The criminally negligent mis-handling of the Federal response to Hurricane Katrina hasn't just caused suffering and frustration in the Gulf-coast, now it's harming communities far and wide...
At the request of the Federal Government, local officials in the Research Triangle Park region of central North Carolina brought together more than 250 emergency medical workers, over 50 ambulances and other medical support assets and put 22 local hospitals on alert to receive multiple planeloads of Gulf coast evacuees.
Those valuable emergency workers, pulled away from their regular duties of serving the emergency needs of the Raleigh-Durham area, sat idle for nearly 6 hours before being dismissed by local officials, who were unable to obtain a straight answer from Federal officials.
Wake's emergency management staff... said the lengthy delay taxed the resources of the many small-town ambulance services that contributed trucks to the effort.
None of this is news to central North Carolina, of course, as local journalists noted FEMA's decay (and Mike Brown's nepotism)
nearly a year ago.
More below the fold...
According to
an article in the Durham Herald-Sun, yesterday,
six days after Hurricane Katrina made landfall, Federal officials alerted local emergency service officials in central North Carolina to the imminent arrival of planeloads of Gulf-coast evacuees who would likely require the advanced medical capabilities of Duke, UNC and other regional hospitals.
The effort diverted critical medical and emergency response assets to establish a triage center at Raleigh-Durham International Airport, portable emergency medical and hygiene facilities, prepare emergency shelters throughout the region and place 22 local hospitals on high-alert in anticipation of the arrival of more than 110 critically-ill evacuees and at least 500 evacuees not requiring immediate medical attention.
Local officials, emergency workers and healthcare providers rushed into action... and then waited more than 5 hours without any communication from the Federal Government.
Just another example of how poorly the new-look, leaner, meaner FEMA is equipped to handle it's core mission of disaster response:
Disaster in the Making
The Independent Weekly (Durham, N.C.)
September 22, 2004
...Under the administration's plan, 22 government agencies, FEMA among them, would be merged into the DHS. Analysts in and out of government warned against subsuming the emergency agency's vital functions in a new super-department. "There are concerns of FEMA losing its identity as an agency that is quick to respond to all hazards and disasters," the agency's inspector general noted in a memo to Allbaugh. Congress' Government Accountability Office judged the merger to be a "high-risk" endeavor for FEMA, and the Brookings Institution, a leading Washington think-tank, cautioned in a report that such a move could hobble the agency's natural disaster programs. "While a merged FEMA might become highly adept at preparing for and responding to terrorism, it would likely become less effective in performing its current mission in case of natural disasters as time, effort and attention are inevitably diverted to other tasks within the larger organization."

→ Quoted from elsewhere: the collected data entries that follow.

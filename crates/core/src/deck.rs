//! # Deck Model
//!
//! Wire shapes for the structured model response (`DeckContent`,
//! `SlideContent`) and the working deck the pipeline carries
//! (`Deck`, `Slide`). Wire types are camelCase to match the
//! structured-output schema sent to the service.

use serde::{Deserialize, Serialize};
use uuid::Uuid;

use crate::error::GenerationError;

/// Brand font preference, carried through to rendering.
#[derive(Debug, Clone, Copy, PartialEq, Eq, Serialize, Deserialize, Default)]
#[serde(rename_all = "lowercase")]
pub enum BrandFont {
    #[default]
    Sans,
    Serif,
    Mono,
}

/// User-supplied brand identity. The pipeline only carries this along;
/// the model never invents brand values.
#[derive(Debug, Clone, PartialEq, Eq, Serialize, Deserialize)]
#[serde(rename_all = "camelCase")]
pub struct BrandIdentity {
    #[serde(default)]
    pub logo_url: Option<String>,
    pub primary_color: String,
    pub secondary_color: String,
    #[serde(default)]
    pub font: BrandFont,
}

impl Default for BrandIdentity {
    fn default() -> Self {
        Self {
            logo_url: None,
            primary_color: "#0ea5e9".to_string(),
            secondary_color: "#64748b".to_string(),
            font: BrandFont::Sans,
        }
    }
}

/// One slide as the model returns it.
#[derive(Debug, Clone, PartialEq, Eq, Serialize, Deserialize)]
#[serde(rename_all = "camelCase")]
pub struct SlideContent {
    pub title: String,
    pub bullet_points: Vec<String>,
    pub image_prompt: String,
    pub speaker_notes: String,
}

/// A slide in the working deck. Created once by the generation client and
/// never removed; only the image fields are mutated afterwards, by the
/// progressive filler.
#[derive(Debug, Clone, PartialEq, Eq, Serialize, Deserialize)]
#[serde(rename_all = "camelCase")]
pub struct Slide {
    pub id: Uuid,
    #[serde(flatten)]
    pub content: SlideContent,
    #[serde(default)]
    pub image_url: Option<String>,
    #[serde(default)]
    pub image_loading: bool,
}

/// The full deck as the model returns it, before identifiers and brand
/// identity are attached.
#[derive(Debug, Clone, PartialEq, Eq, Serialize, Deserialize)]
#[serde(rename_all = "camelCase")]
pub struct DeckContent {
    pub company_name: String,
    pub tagline: String,
    pub title: String,
    pub slides: Vec<SlideContent>,
}

impl DeckContent {
    /// Explicit schema guard: the service declares the schema but is not
    /// guaranteed to honor the slide-count mandate. A mismatch would break
    /// the deck/template invariant, so it is rejected rather than padded
    /// or truncated.
    pub fn validate(&self, expected_slides: usize) -> Result<(), GenerationError> {
        if self.slides.len() != expected_slides {
            return Err(GenerationError::Parse(format!(
                "expected {} slides, model returned {}",
                expected_slides,
                self.slides.len()
            )));
        }
        Ok(())
    }

    /// Promote parsed content to a working deck: fresh slide identifiers,
    /// caller-supplied brand identity, image fields unset.
    pub fn into_deck(self, brand: BrandIdentity) -> Deck {
        let slides = self
            .slides
            .into_iter()
            .map(|content| Slide {
                id: Uuid::new_v4(),
                content,
                image_url: None,
                image_loading: false,
            })
            .collect();
        Deck {
            company_name: self.company_name,
            tagline: self.tagline,
            title: self.title,
            brand,
            slides,
        }
    }
}

/// The generated presentation: metadata plus ordered slides.
#[derive(Debug, Clone, PartialEq, Eq, Serialize, Deserialize)]
#[serde(rename_all = "camelCase")]
pub struct Deck {
    pub company_name: String,
    pub tagline: String,
    pub title: String,
    pub brand: BrandIdentity,
    pub slides: Vec<Slide>,
}

impl Deck {
    /// Serialize for embedding into a critique/refine prompt.
    pub fn to_prompt_json(&self) -> String {
        serde_json::to_string(self).unwrap_or_default()
    }
}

But Bush's proposal won out, and a shift in priorities from natural disasters to counter-terrorism immediately took hold. In its 2002 budget, the White House doubled FEMA's budget to $6.6 billion, but of that sum, $3.5 billion was earmarked for equipment and training to help states and localities respond to terrorist attacks.
Michael Brown, a college friend of Allbaugh's who had served as FEMA's general counsel, was recruited to head the agency, which would now be part of the DHS's Emergency and Response Directorate. When the reorganization took effect on March 1, 2003, Brown assured skeptics that under the new arrangement, the country would be served by "FEMA on steroids"--a faster, more effective disaster agency.
But the merger into DHS has compounded the agency's problems, says FEMA employee and union president Pleasant Mann. "Before, we reported straight to the White House, and now we've got this elaborate bureaucracy on top of us, and a lot of this bureaucracy doesn't think what we're doing is that important, because terrorism isn't our number one," he said. "The biggest frustration here is that we at FEMA have responded to disasters like Oklahoma City and 9/11, and here are people who haven't responded to a kitchen fire telling us how to deal with terrorism. You know, there were a lot of people who fell down on the job on 9/11, but it wasn't us."...
Now, I wonder, if a small, free weekly tabloid paper in Durham, N.C. could predict that these kinds of massive problems would occur in the wake of FEMA being demoted from a Cabinet-Level agency and folded into the Department of Homeland Security, why couldn't the national media?
And how many other small-town communities have, in attempting to aid evacuees from the Gulf coast, have had key resources wasted by the Federal Government's incompetence and criminal negligence?